Iliochori (, "Village of the Sun", before 1927: Δοβρίνοβο - Dovrinovo; ) is one of the Zagori villages in northwest Greece. It is located in the municipal unit of Tymfi in the northern part of the regional unit of Ioannina. According to a local legend, the village was founded as Rasciana, on the river of the same name. However, that site was abandoned because of a lack of drinking water, and the inhabitants scattered to found Iliochori and the nearby town of Laista (ancient Lisinitza). Iliochori was traditionally an agricultural village, with husbandry and cultivation of barley and vetch being among its primary areas of economic activity. Viticulture was also prominent, and the village produced a wine, Dobrovino, that gave it its original name. Caravans leaving from Iliochori carried products from the region to the Balkans for trade.
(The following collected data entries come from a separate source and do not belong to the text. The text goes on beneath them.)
//! Keyboard and pointer navigation of the overview grid.
//!
//! [`step`] is the pure grid arithmetic; the `impl` block below extends
//! [`ScaleSession`] with the input handling that uses it.

use crate::command::{Direction, InputEvent, Key, MouseButton, PressState, WindowId};
use crate::grid::GridShape;
use crate::session::ScaleSession;
use crate::traits::WindowHost;
use log::debug;

/// Cell reached from `(row, col)` by one step in `dir`, wrapping at every
/// edge.
///
/// When the last row is shorter than the others, moving into or out of it
/// rescales the column so the focus lands on the visually nearest cell:
/// entering maps `col` from `0..cols` onto `0..last_row_cols` proportionally
/// to the column's position (`col / (cols - 1)`), leaving maps it back using
/// the column's centre (`(col + 0.5) / last_row_cols`).  The two mappings are
/// not inverses, so a down-then-up round trip can land one column over.  A
/// full last row keeps the column as is.
pub fn step(shape: &GridShape, row: usize, col: usize, dir: Direction) -> (usize, usize) {
    let rows = shape.rows as isize;
    let cols = shape.cols as isize;
    let last = shape.last_row_cols as isize;
    let (mut row, mut col) = (row as isize, col as isize);

    match dir {
        Direction::Up => row -= 1,
        Direction::Down => row += 1,
        Direction::Left => col -= 1,
        Direction::Right => col += 1,
    }

    if rows > 1 && last > 1 && last < cols {
        let entering_last =
            (dir == Direction::Down && row == rows - 1) || (dir == Direction::Up && row == -1);
        let leaving_last =
            (dir == Direction::Up && row == rows - 2) || (dir == Direction::Down && row == rows);
        if entering_last {
            let p = col as f64 / (cols - 1) as f64;
            col = ((p * (last - 1) as f64) as isize).clamp(0, last - 1);
        } else if leaving_last {
            let p = (col as f64 + 0.5) / last as f64;
            col = ((p * cols as f64) as isize).clamp(0, cols - 1);
        }
    }

    if row < 0 {
        row = rows - 1;
    }
    if row >= rows {
        row = 0;
    }

    let row_cols = if row == rows - 1 { last } else { cols };
    if col < 0 {
        col = row_cols - 1;
    }
    if col >= row_cols {
        col = 0;
    }

    (row as usize, col as usize)
}

impl<H: WindowHost> ScaleSession<H> {
    /// Feed one raw input event to the session.
    ///
    /// Returns `true` if the session consumed it: keys only while the input
    /// grab is held, buttons also while listening in interact mode.
    pub fn handle_input(&mut self, event: InputEvent) -> bool {
        match event {
            InputEvent::Key {
                key,
                state,
                modifiers,
            } => {
                if !self.grabbed {
                    return false;
                }
                self.process_key(key, state, modifiers);
            }
            InputEvent::Button { button, state } => {
                if !self.grabbed && !self.button_connected {
                    return false;
                }
                self.process_button(button, state);
            }
        }
        true
    }

    /// The overview already ended; the key or button that ended it has
    /// now been released.
    fn finish_input(&mut self) {
        self.input_release_pending = false;
        self.release_grab();
        if !self.animation_running() {
            self.finalize();
        }
    }

    fn process_key(&mut self, key: Key, state: PressState, modifiers: bool) {
        if !self.is_active() {
            self.finish_input();
            return;
        }

        let Some(view) = self.host.active_window() else {
            if let Some(current) = self.current_focus {
                self.fade_out_all_except(current);
                self.fade_in(current);
                self.host.focus(current);
            }
            return;
        };
        if !self.is_scale_view(view) && !self.host.is_toplevel(view) {
            return;
        }

        if state == PressState::Released && matches!(key, Key::Enter | Key::Escape) {
            self.input_release_pending = false;
        }
        if state != PressState::Pressed || modifiers {
            return;
        }

        match key {
            Key::Enter => {
                debug!("selecting {:?}", self.current_focus);
                self.input_release_pending = true;
                self.deactivate();
                if let Some(current) = self.current_focus {
                    self.select_view(current);
                }
            }
            Key::Escape => {
                debug!("cancelling overview");
                self.input_release_pending = true;
                let initial = self.initial_focus.take();
                self.deactivate();
                if let Some(w) = initial.filter(|w| self.host.exists(*w)) {
                    self.host.focus(w);
                }
                self.host.request_workspace(self.initial_workspace);
            }
            _ => {
                let Some(dir) = key.direction() else {
                    return;
                };
                let (Some(shape), Some(slot)) = (self.shape, self.slots.get(&view)) else {
                    return;
                };
                let (row, col) = step(&shape, slot.row, slot.col, dir);
                let Some(next) = self.find_view_in_grid(row, col) else {
                    return;
                };
                debug!("go {} to {} at ({}, {})", dir, next, row, col);

                if self.current_focus != Some(next) {
                    self.fade_out_all_except(next);
                }
                self.current_focus = Some(next);
                self.host.focus(next);
                self.fade_in(next);
            }
        }
    }

    /// Top-level window in cell `(row, col)`, falling back to the first
    /// eligible window when the cell is empty.
    fn find_view_in_grid(&self, row: usize, col: usize) -> Option<WindowId> {
        self.slots
            .iter()
            .find(|(_, slot)| {
                !slot.retired && slot.parent.is_none() && slot.row == row && slot.col == col
            })
            .map(|(id, _)| *id)
            .or_else(|| self.eligible().first().copied())
    }

    fn process_button(&mut self, button: MouseButton, state: PressState) {
        if !self.is_active() {
            self.finish_input();
            return;
        }

        if button == MouseButton::Left || state == PressState::Released {
            self.input_release_pending = false;
        }
        if state != PressState::Pressed {
            return;
        }

        match button {
            MouseButton::Left => {}
            MouseButton::Middle if self.config.middle_click_close => {
                if let Some(w) = self.host.window_at_cursor() {
                    debug!("closing {}", w);
                    self.host.close_window(w);
                }
                return;
            }
            _ => return,
        }

        let Some(view) = self.host.window_at_cursor() else {
            return;
        };
        if !self.is_scale_view(view) && !self.host.is_toplevel(view) {
            return;
        }

        self.current_focus = Some(view);
        self.host.focus(view);
        self.fade_out_all_except(view);
        self.fade_in(view);

        if self.config.interact {
            return;
        }

        self.input_release_pending = true;
        self.initial_focus = None;
        self.deactivate();
        self.select_view(view);
    }
}

//  Tests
The town suffered severe damage in both World War II and the Greek Civil War and lost a large portion of its population during the 1940s as a result.

History

Origin 
The origin of the town is not completely clear. From some historical findings it seems that in the 11th century BC, the local inhabitants formed several small isolated communities, at the sites of Rascianà, Lipochori, Koukourounzu and Souri. Later on, probably for several reasons including drinkable water, the inhabitants abandoned the place and constructed the town in the actual "Dobrinovo". That Slavic name, of the AD 14th century, means "Dobri+novo" ("good + new"). However, not all the inhabitants moved to Iliochori. Some of them settled in Laista (14 km or 9 miles away) that in this period was called Lisinitza. During the period of the Slavic hegemony in the Epirus (AD 6th-7th century), the town of Dobrinovo already existed, as it turns out from the Slavic evidences.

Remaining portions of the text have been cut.